Just last weekend, the Beaver Island Music Festival took place.
I stayed away.
Same reasons.
Slogging through summer. Mired in work and obligations.
Today, I have to finish and frame four collages to submit to the Museum Week Art Show (that deadline is tomorrow). I have to go over my notes for a talk I’m giving at the Beaver Island Association meeting this afternoon. I have frames to pick up at the airport, to frame six new paintings for the Livingstone Studio “Meet the Artists” event, coming up soon (that date is August 2nd). I have towels on the clothesline already this morning, have a comforter washed and ready to go out, and a load of dark clothes in the washing machine. I have a kitchen drawer, in parts, on the floor behind me, evidence of my sorry ongoing attempt to repair it. The contents of that drawer are keeping company with a cluster of dirty dishes on my kitchen counter, right next to the faucet that is still leaking and waiting for repair. “Do dishes” is on the top of my to-do list today, though I’ve already put other tasks ahead.
I’m feeling sand under my bare feet, and have to take time to sweep.

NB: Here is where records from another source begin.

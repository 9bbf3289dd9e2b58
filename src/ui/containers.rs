// Container table

use super::cursor::FilteredList;
use super::format::{format_bytes_short, pad};
use super::theme::Theme;
use super::panel_block;
use crate::models::{ContainerSnapshot, ContainerStatsPatch};
use ratatui::{
    Frame,
    layout::Rect,
    style::Style,
    text::{Line, Span},
    widgets::Paragraph,
};

const MARKER_WIDTH: usize = 2;
const CPU_WIDTH: usize = 8;
const MEM_WIDTH: usize = 10;

#[derive(Debug, Clone, Copy, PartialEq, Eq)]
struct Columns {
    name: usize,
    status: usize,
    ports: usize,
    image: usize,
}

impl Columns {
    /// Percent-based widths with per-column floors; the image column takes what is left.
    fn for_width(width: usize) -> Self {
        let name = (width * 18 / 100).max(12);
        let status = (width * 12 / 100).max(10);
        let ports = (width * 22 / 100).max(10);
        let used = MARKER_WIDTH + name + status + CPU_WIDTH + MEM_WIDTH + ports;
        let image = width.saturating_sub(used).max(10);
        Self {
            name,
            status,
            ports,
            image,
        }
    }
}

/// Cell of `width` columns including one trailing space.
fn cell(text: &str, width: usize) -> String {
    format!("{} ", pad(text, width.saturating_sub(1)))
}

#[derive(Debug, Clone, Default)]
pub struct ContainersPanel {
    list: FilteredList<ContainerSnapshot>,
}

impl ContainersPanel {
    pub fn new() -> Self {
        Self::default()
    }

    pub fn set_items(&mut self, items: Vec<ContainerSnapshot>) {
        self.list.set_items(items);
    }

    pub fn items(&self) -> &[ContainerSnapshot] {
        self.list.items()
    }

    pub fn set_filter(&mut self, filter: impl Into<String>) {
        self.list.set_filter(filter);
    }

    pub fn filter(&self) -> &str {
        self.list.filter()
    }

    pub fn filtered(&self) -> Vec<&ContainerSnapshot> {
        self.list.filtered()
    }

    pub fn move_selection(&mut self, delta: isize) {
        self.list.move_selection(delta);
    }

    pub fn selected(&self) -> Option<&ContainerSnapshot> {
        self.list.selected()
    }

    pub fn set_visible_rows(&mut self, rows: usize) {
        self.list.set_visible_rows(rows);
    }

    /// Patch the metrics of the container with `id`. Returns false when it is gone.
    pub fn apply_stats(&mut self, id: &str, patch: &ContainerStatsPatch) -> bool {
        match self.list.items_mut().iter_mut().find(|c| c.id == id) {
            Some(container) => {
                container.apply_stats(patch);
                true
            }
            None => false,
        }
    }

    pub fn render(&self, frame: &mut Frame, area: Rect, active: bool) {
        let mut title = " Containers ".to_string();
        if !self.filter().is_empty() {
            title.push_str(&format!("[filter: {}] ", self.filter()));
        }
        let block = panel_block(title, active);
        let inner = block.inner(area);
        let columns = Columns::for_width(inner.width as usize);

        let mut lines = vec![Line::styled(
            [
                " ".repeat(MARKER_WIDTH),
                cell("NAME", columns.name),
                cell("STATUS", columns.status),
                cell("CPU", CPU_WIDTH),
                cell("MEM", MEM_WIDTH),
                cell("PORTS", columns.ports),
                cell("IMAGE", columns.image),
            ]
            .concat(),
            Theme::header(),
        )];

        let filtered = self.filtered();
        if filtered.is_empty() {
            lines.push(Line::styled("  No containers found", Theme::placeholder()));
        } else {
            let rows = (inner.height as usize).saturating_sub(1).max(1);
            let cursor = self.list.cursor();
            let start = cursor.window_start(rows);
            for (i, c) in filtered.iter().enumerate().skip(start).take(rows) {
                lines.push(self.row(c, &columns, i == cursor.selected()));
            }
        }

        frame.render_widget(Paragraph::new(lines).block(block), area);
    }

    fn row(&self, c: &ContainerSnapshot, columns: &Columns, selected: bool) -> Line<'static> {
        let running = c.state.is_running();
        let (cpu, mem) = if running {
            (
                format!("{:.1}%", c.cpu_percent),
                format_bytes_short(c.memory_usage_bytes),
            )
        } else {
            ("-".to_string(), "-".to_string())
        };
        let base = if selected {
            Theme::selected()
        } else {
            Style::default()
        };
        let marker = if c.autostart { "A " } else { "  " };

        Line::from(vec![
            Span::styled(marker, base.fg(Theme::YELLOW)),
            Span::styled(cell(&c.name, columns.name), base),
            Span::styled(cell(&c.status, columns.status), base.fg(Theme::state(c.state))),
            Span::styled(
                cell(&cpu, CPU_WIDTH),
                if running {
                    base.fg(Theme::usage(c.cpu_percent))
                } else {
                    base.fg(Theme::GRAY)
                },
            ),
            Span::styled(cell(&mem, MEM_WIDTH), base.fg(Theme::MEMORY)),
            Span::styled(cell(&c.ports, columns.ports), base.fg(Theme::GRAY)),
            Span::styled(cell(&c.image, columns.image), base),
        ])
    }
}
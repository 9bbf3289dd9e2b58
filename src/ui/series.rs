// Capped percent series feeding the stats graphs

use std::collections::VecDeque;

/// Samples kept per metric; wider than any realistic graph.
pub const DEFAULT_CAPACITY: usize = 200;

/// Ring buffer of percents in `[0, 100]`, oldest first.
#[derive(Debug, Clone)]
pub struct SampleSeries {
    data: VecDeque<f64>,
    capacity: usize,
}

impl SampleSeries {
    pub fn new(capacity: usize) -> Self {
        Self {
            data: VecDeque::with_capacity(capacity),
            capacity: capacity.max(1),
        }
    }

    /// Append a sample, clamped to `[0, 100]`, evicting the oldest at capacity.
    /// Non-finite values are recorded as 0.
    pub fn push(&mut self, value: f64) {
        let value = if value.is_finite() {
            value.clamp(0.0, 100.0)
        } else {
            0.0
        };
        if self.data.len() >= self.capacity {
            self.data.pop_front();
        }
        self.data.push_back(value);
    }

    pub fn len(&self) -> usize {
        self.data.len()
    }

    pub fn is_empty(&self) -> bool {
        self.data.is_empty()
    }

    pub fn latest(&self) -> Option<f64> {
        self.data.back().copied()
    }

    pub fn to_vec(&self) -> Vec<f64> {
        self.data.iter().copied().collect()
    }
}

impl Default for SampleSeries {
    fn default() -> Self {
        Self::new(DEFAULT_CAPACITY)
    }
}
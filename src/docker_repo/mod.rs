// Docker runtime client via bollard

mod convert;
mod error;
mod stats;

pub use convert::{
    PortMapping, SHORT_ID_LEN, container_name, format_ports, normalize_reference, short_id,
    split_log_lines,
};
pub use error::RuntimeError;

use crate::models::{
    ContainerSnapshot, ContainerState, ContainerStatsPatch, ImageSnapshot, RestartPolicy,
    SystemSnapshot,
};
use bollard::Docker;
use bollard::models::{ContainerUpdateBody, RestartPolicyNameEnum};
use bollard::query_parameters::{
    CreateImageOptions, ListContainersOptions, ListImagesOptions, LogsOptions,
    RemoveContainerOptions, RemoveImageOptions, RestartContainerOptions, StartContainerOptions,
    StatsOptions, StopContainerOptions,
};
use chrono::DateTime;
use futures_util::StreamExt;
use std::future::Future;
use tracing::{debug, instrument};

/// Seconds a container gets to exit before it is killed on stop/restart.
pub const STOP_GRACE_SECS: i32 = 10;

/// Operations the dashboard and daemon need from a container runtime.
///
/// Every call is independent; implementations acquire whatever connection they
/// need per call so futures can run concurrently on separate tasks.
pub trait RuntimeClient: Send + Sync + 'static {
    fn list_containers(
        &self,
    ) -> impl Future<Output = Result<Vec<ContainerSnapshot>, RuntimeError>> + Send;

    fn list_images(&self) -> impl Future<Output = Result<Vec<ImageSnapshot>, RuntimeError>> + Send;

    fn system_snapshot(&self) -> impl Future<Output = Result<SystemSnapshot, RuntimeError>> + Send;

    fn container_stats(
        &self,
        id: &str,
    ) -> impl Future<Output = Result<ContainerStatsPatch, RuntimeError>> + Send;

    fn start(&self, id: &str) -> impl Future<Output = Result<(), RuntimeError>> + Send;

    fn stop(
        &self,
        id: &str,
        grace_secs: i32,
    ) -> impl Future<Output = Result<(), RuntimeError>> + Send;

    fn restart(
        &self,
        id: &str,
        grace_secs: i32,
    ) -> impl Future<Output = Result<(), RuntimeError>> + Send;

    fn remove(&self, id: &str, force: bool)
    -> impl Future<Output = Result<(), RuntimeError>> + Send;

    fn remove_image(
        &self,
        id: &str,
        force: bool,
    ) -> impl Future<Output = Result<(), RuntimeError>> + Send;

    fn set_restart_policy(
        &self,
        id: &str,
        policy: RestartPolicy,
    ) -> impl Future<Output = Result<(), RuntimeError>> + Send;

    /// Last `tail` lines of stdout+stderr, frame headers already stripped.
    fn logs(
        &self,
        id: &str,
        tail: u32,
    ) -> impl Future<Output = Result<Vec<String>, RuntimeError>> + Send;

    /// Pull an image, consuming the progress stream to completion.
    fn pull_image(&self, reference: &str)
    -> impl Future<Output = Result<(), RuntimeError>> + Send;
}

#[derive(Clone)]
pub struct DockerRepo {
    docker: Docker,
}

impl DockerRepo {
    /// Connect to the local daemon (unix socket / named pipe, or `DOCKER_HOST`).
    pub fn connect() -> anyhow::Result<Self> {
        let docker = Docker::connect_with_local_defaults()?;
        Ok(Self { docker })
    }

    /// Round-trip to the daemon; used as the startup connectivity check.
    pub async fn ping(&self) -> Result<(), RuntimeError> {
        self.docker.ping().await?;
        Ok(())
    }
}

impl RuntimeClient for DockerRepo {
    #[instrument(skip(self), fields(repo = "docker", operation = "list_containers"))]
    async fn list_containers(&self) -> Result<Vec<ContainerSnapshot>, RuntimeError> {
        let options = ListContainersOptions {
            all: true,
            ..Default::default()
        };
        let containers = self.docker.list_containers(Some(options)).await?;

        let snapshots = containers
            .into_iter()
            .map(|c| {
                let ports: Vec<PortMapping> = c
                    .ports
                    .as_deref()
                    .unwrap_or(&[])
                    .iter()
                    .map(|p| PortMapping {
                        private_port: p.private_port as u16,
                        public_port: p.public_port.map(|v| v as u16),
                        protocol: p
                            .typ
                            .as_ref()
                            .map(|t| t.to_string())
                            .filter(|t| !t.is_empty())
                            .unwrap_or_else(|| "tcp".to_string()),
                    })
                    .collect();
                let state = c
                    .state
                    .as_ref()
                    .map(|s| ContainerState::from_docker(&s.to_string()))
                    .unwrap_or_default();
                ContainerSnapshot {
                    id: short_id(c.id.as_deref().unwrap_or_default()),
                    name: container_name(c.names.as_deref()),
                    image: c.image.clone().unwrap_or_default(),
                    status: c.status.clone().unwrap_or_default(),
                    state,
                    ports: format_ports(&ports),
                    created: c.created.and_then(|t| DateTime::from_timestamp(t, 0)),
                    ..Default::default()
                }
            })
            .collect();
        Ok(snapshots)
    }

    #[instrument(skip(self), fields(repo = "docker", operation = "list_images"))]
    async fn list_images(&self) -> Result<Vec<ImageSnapshot>, RuntimeError> {
        let images = self
            .docker
            .list_images(Some(ListImagesOptions::default()))
            .await?;
        Ok(images
            .into_iter()
            .map(|img| ImageSnapshot {
                id: short_id(&img.id),
                tags: img
                    .repo_tags
                    .into_iter()
                    .filter(|t| t != "<none>:<none>")
                    .collect(),
                size_bytes: img.size.max(0) as u64,
                created: DateTime::from_timestamp(img.created, 0),
            })
            .collect())
    }

    #[instrument(skip(self), fields(repo = "docker", operation = "system_snapshot"))]
    async fn system_snapshot(&self) -> Result<SystemSnapshot, RuntimeError> {
        let info = self.docker.info().await?;
        let count = |v: Option<i64>| v.unwrap_or(0).max(0) as u64;
        Ok(SystemSnapshot {
            containers: count(info.containers),
            containers_running: count(info.containers_running),
            containers_paused: count(info.containers_paused),
            containers_stopped: count(info.containers_stopped),
            images: count(info.images),
            memory_limit_bytes: count(info.mem_total),
            ..Default::default()
        })
    }

    async fn container_stats(&self, id: &str) -> Result<ContainerStatsPatch, RuntimeError> {
        // stream=false makes the daemon take two samples so precpu_stats is populated.
        let options = StatsOptions {
            stream: false,
            ..Default::default()
        };
        let mut stream = std::pin::pin!(self.docker.stats(id, Some(options)));
        let response = stream
            .next()
            .await
            .ok_or_else(|| RuntimeError::Stream(format!("no stats for {id}")))??;
        stats::process_statistics(&response)
            .ok_or_else(|| RuntimeError::Stream(format!("incomplete stats for {id}")))
    }

    async fn start(&self, id: &str) -> Result<(), RuntimeError> {
        debug!(container = id, "start");
        self.docker
            .start_container(id, None::<StartContainerOptions>)
            .await?;
        Ok(())
    }

    async fn stop(&self, id: &str, grace_secs: i32) -> Result<(), RuntimeError> {
        debug!(container = id, grace_secs, "stop");
        let options = StopContainerOptions {
            t: Some(grace_secs),
            ..Default::default()
        };
        self.docker.stop_container(id, Some(options)).await?;
        Ok(())
    }

    async fn restart(&self, id: &str, grace_secs: i32) -> Result<(), RuntimeError> {
        debug!(container = id, grace_secs, "restart");
        let options = RestartContainerOptions {
            t: Some(grace_secs),
            ..Default::default()
        };
        self.docker.restart_container(id, Some(options)).await?;
        Ok(())
    }

    async fn remove(&self, id: &str, force: bool) -> Result<(), RuntimeError> {
        debug!(container = id, force, "remove");
        let options = RemoveContainerOptions {
            force,
            ..Default::default()
        };
        self.docker.remove_container(id, Some(options)).await?;
        Ok(())
    }

    async fn remove_image(&self, id: &str, force: bool) -> Result<(), RuntimeError> {
        debug!(image = id, force, "remove image");
        let options = RemoveImageOptions {
            force,
            ..Default::default()
        };
        self.docker.remove_image(id, Some(options), None).await?;
        Ok(())
    }

    async fn set_restart_policy(&self, id: &str, policy: RestartPolicy) -> Result<(), RuntimeError> {
        debug!(container = id, ?policy, "update restart policy");
        let name = match policy {
            RestartPolicy::None => RestartPolicyNameEnum::NO,
            RestartPolicy::Always => RestartPolicyNameEnum::ALWAYS,
        };
        let body = ContainerUpdateBody {
            restart_policy: Some(bollard::models::RestartPolicy {
                name: Some(name),
                maximum_retry_count: None,
            }),
            ..Default::default()
        };
        self.docker.update_container(id, body).await?;
        Ok(())
    }

    async fn logs(&self, id: &str, tail: u32) -> Result<Vec<String>, RuntimeError> {
        let options = LogsOptions {
            stdout: true,
            stderr: true,
            timestamps: true,
            tail: tail.to_string(),
            ..Default::default()
        };
        // bollard decodes the 8-byte multiplexing headers into LogOutput frames.
        let mut stream = std::pin::pin!(self.docker.logs(id, Some(options)));
        let mut chunks = Vec::new();
        while let Some(frame) = stream.next().await {
            chunks.push(frame?.into_bytes());
        }
        Ok(split_log_lines(chunks))
    }

    #[instrument(skip(self), fields(repo = "docker", operation = "pull_image"))]
    async fn pull_image(&self, reference: &str) -> Result<(), RuntimeError> {
        let options = CreateImageOptions {
            from_image: Some(normalize_reference(reference)),
            ..Default::default()
        };
        let mut stream = std::pin::pin!(self.docker.create_image(Some(options), None, None));
        while let Some(progress) = stream.next().await {
            let info = progress?;
            if let Some(detail) = info.error_detail.and_then(|d| d.message) {
                return Err(RuntimeError::Stream(detail));
            }
        }
        Ok(())
    }
}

My windows show evidence of swatted flies and mosquitoes; they could all use a good cleaning. I mowed lawn last week, but still need to take the string trimmer around the borders and walkways. The weeds are getting away from me in the garden. The back seat of my car is now full of “recyclables” so I need to make a trip to the Transfer Station.
I have too many jobs without endings!
The house: I could spend a forty hour week getting it caught up, what with drawer repair, half-finished painting projects and both major and minor construction all waiting…on top of necessary upkeep.
The garden will take whatever time I can give it and never, I think, be truly “done”. At this moment, though, it looks clearly un-done, which adds to the pressure I’m feeling.
Writing takes as much time as I can give it. I never finish a piece without thinking that – given more time or a tighter edit – it could have been better.
The studio: “bursting with ideas” feels like a cursed weight upon my back when I don’t have time or energy for bringing ideas to life.
My administrative job asks only a few hours each week from me, but there is much to learn and more to do and I hold the constant feeling that I am two steps behind in my obligations there.
The hardware (sigh…) and other jobs that specifically offer an hour’s pay for an hour of work, that I can walk away from at the end of my shift…are a blessed relief. They offer little in the way of status, glory or personal enrichment – though I am always enriched by doing a job well and to the best of my abilities – but they support me. Rarely do I wake up sad and overburdened by them…except by the hours they take that prevent me from other pursuits.
I remember summers, when I was small, with warm, sunny spots and shady places and trees to climb, and room to breathe.
There have been summers, with children or grandchildren, when we didn’t miss a single good day for the beach.
Where have those summers gone, that’s what I want to know!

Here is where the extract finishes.